_Saved data entries_:
-=-=-=-=-

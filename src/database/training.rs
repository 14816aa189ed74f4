// ABOUTME: Training database operations: exercise specs, workouts and training sessions
// ABOUTME: Specs are stored across states, constraints, transitions and their conditions
//
// SPDX-License-Identifier: MIT OR Apache-2.0
// Copyright (c) 2025 Pierre Fitness Intelligence

use chrono::{DateTime, Utc};
use sqlx::sqlite::SqliteRow;
use sqlx::{Row, Sqlite, Transaction};

use super::users::parse_lenient;
use super::Database;
use crate::errors::DatabaseError;
use crate::models::{
    AngleConstraintSpec, ConditionSpec, Direction, ExerciseSpec, ExerciseSummary, PoseView,
    SessionReportJson, StateSpec, TrainingSession, TrainingWorkout, TransitionSpec,
    WorkoutSummary,
};

const SPEC_COLUMNS: &str = "id_ex, name, description, exercise_type, target_muscle, equipment, \
     series, repetitions, duration_ms, weight_percentage, rest_time_ms";

const CONSTRAINT_COLUMNS: &str = "id, line, view, min_angle, max_angle, min_safe_angle, \
     max_safe_angle, fast_threshold, slow_threshold, symmetrical_angle, evolution, tolerance";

-=-=-=-=-

_PROBLEM TO SOLVE_:
Read the data above. Pull out each line in which the string "sqlx" appears.

_ANSWER_:
use sqlx::sqlite::SqliteRow;
use sqlx::{Row, Sqlite, Transaction};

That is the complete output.